[Collected data]
╔══

//! Modes available on first run.

use std::collections::BTreeMap;

use serde_json::{json, Value};

use crate::mode::{BreakpointSize, LayoutEntry, Layouts, Mode, ModeConfig, DEFAULT_MODE};

pub const PRESET_MODES: [&str; 4] = [DEFAULT_MODE, "play", "work", "project"];

pub const BUILTIN_WIDGETS: [&str; 12] = [
    "welcome",
    "todo",
    "weather",
    "github",
    "news",
    "snippets",
    "notes",
    "projects",
    "runme",
    "markdown",
    "npm-stats",
    "dependencies",
];

/// `(x, y, w, h)` for lg, md, sm, xs, xxs.
type Grid = [(u32, u32, u32, u32); 5];

const DEFAULT_GRID: &[(&str, Grid)] = &[
    ("welcome", [(0, 0, 4, 12), (0, 0, 3, 12), (0, 0, 3, 12), (0, 0, 2, 11), (0, 0, 4, 11)]),
    ("todo", [(8, 12, 4, 12), (6, 12, 4, 12), (3, 24, 3, 12), (0, 23, 4, 12), (0, 35, 4, 12)]),
    ("weather", [(8, 0, 4, 12), (7, 0, 3, 12), (3, 12, 3, 12), (2, 0, 2, 11), (0, 11, 4, 12)]),
    ("github", [(4, 12, 4, 12), (3, 12, 3, 12), (0, 24, 3, 12), (0, 74, 4, 12), (0, 86, 4, 12)]),
    ("news", [(0, 12, 4, 12), (0, 12, 3, 12), (0, 12, 3, 12), (0, 61, 4, 13), (0, 73, 4, 13)]),
    ("snippets", [(0, 24, 6, 13), (0, 24, 5, 13), (0, 36, 6, 13), (0, 35, 4, 13), (0, 47, 4, 13)]),
    ("notes", [(6, 24, 6, 13), (5, 24, 5, 13), (0, 49, 6, 13), (0, 48, 4, 13), (0, 60, 4, 13)]),
    ("projects", [(4, 0, 4, 12), (3, 0, 4, 12), (3, 0, 3, 12), (0, 11, 4, 12), (0, 23, 4, 12)]),
];

const PLAY_GRID: &[(&str, Grid)] = &[
    ("welcome", [(0, 0, 6, 14), (0, 0, 5, 12), (0, 0, 3, 11), (0, 0, 4, 13), (0, 0, 4, 13)]),
    ("weather", [(6, 0, 6, 14), (5, 0, 4, 12), (3, 0, 3, 11), (0, 13, 4, 11), (0, 13, 4, 11)]),
    ("github", [(0, 14, 6, 14), (0, 12, 5, 14), (0, 11, 3, 12), (0, 24, 4, 13), (0, 24, 4, 13)]),
    ("news", [(6, 14, 6, 14), (5, 12, 4, 14), (3, 11, 3, 12), (0, 37, 4, 13), (0, 37, 4, 13)]),
];

fn layouts_from(grid: &[(&str, Grid)]) -> Layouts {
    let mut layouts = Layouts::default();
    for (widget, rects) in grid {
        for (size, &(x, y, w, h)) in BreakpointSize::ALL.iter().zip(rects.iter()) {
            layouts.get_mut(*size).push(LayoutEntry::new(*widget, x, y, w, h));
        }
    }
    layouts
}

fn widget_map(enabled: &[&str], disabled: &[&str]) -> BTreeMap<String, bool> {
    enabled
        .iter()
        .map(|w| (w.to_string(), true))
        .chain(disabled.iter().map(|w| (w.to_string(), false)))
        .collect()
}

fn icon(id: &str, name: &str, native: &str) -> Value {
    json!({
        "id": id,
        "name": name,
        "short_names": [id],
        "colons": format!(":{id}:"),
        "native": native,
    })
}

/// Widgets enabled in a freshly added mode.
pub fn default_enabled_widgets() -> BTreeMap<String, bool> {
    widget_map(
        &["news", "github", "todo", "weather", "notes", "welcome", "snippets", "projects", "runme"],
        &[],
    )
}

/// Layout of a freshly added mode, with every default widget placed.
pub fn default_layouts() -> Layouts {
    let mut mode = Mode {
        layouts: layouts_from(DEFAULT_GRID),
        widgets: default_enabled_widgets(),
        icon: None,
    };
    mode.normalize();
    mode.layouts
}

/// The four built-in modes, normalised so every enabled widget is placed.
pub fn preset_modes() -> ModeConfig {
    let mut modes = ModeConfig::new();

    modes.insert(
        DEFAULT_MODE.to_string(),
        Mode {
            layouts: default_layouts(),
            widgets: default_enabled_widgets(),
            icon: None,
        },
    );
    modes.insert(
        "play".to_string(),
        Mode {
            layouts: layouts_from(PLAY_GRID),
            widgets: widget_map(
                &["news", "github", "weather", "welcome"],
                &["todo", "notes", "snippets", "projects", "runme"],
            ),
            icon: Some(icon("beach_with_umbrella", "Beach with Umbrella", "\u{1f3d6}\u{fe0f}")),
        },
    );
    modes.insert(
        "work".to_string(),
        Mode {
            layouts: Layouts::default(),
            widgets: widget_map(
                &["todo", "notes", "welcome", "snippets", "projects", "dependencies"],
                &["news", "github", "weather", "runme"],
            ),
            icon: Some(icon("briefcase", "Briefcase", "\u{1f4bc}")),
        },
    );
    modes.insert(
        "project".to_string(),
        Mode {
            layouts: Layouts::default(),
            widgets: widget_map(
                &["todo", "notes", "markdown", "snippets", "projects", "npm-stats"],
                &["news", "github", "weather", "welcome", "runme"],
            ),
            icon: Some(icon("rocket", "Rocket", "\u{1f680}")),
        },
    );

    for mode in modes.values_mut() {
        mode.normalize();
    }
    modes
}

/// Persisted modes made safe to use: the presets stand in for a missing or
/// empty set, `default` is always present, and every mode is normalised.
pub fn repair_modes(persisted: Option<ModeConfig>) -> ModeConfig {
    let mut modes = persisted
        .filter(|m| !m.is_empty())
        .unwrap_or_else(preset_modes);

    if !modes.contains_key(DEFAULT_MODE) {
        if let Some(default) = preset_modes().remove(DEFAULT_MODE) {
            modes.insert(DEFAULT_MODE.to_string(), default);
        }
    }
    for mode in modes.values_mut() {
        mode.normalize();
    }
    modes
}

╚══

Each line above that has "icon" adds one to the count; say the final count with no other text.

6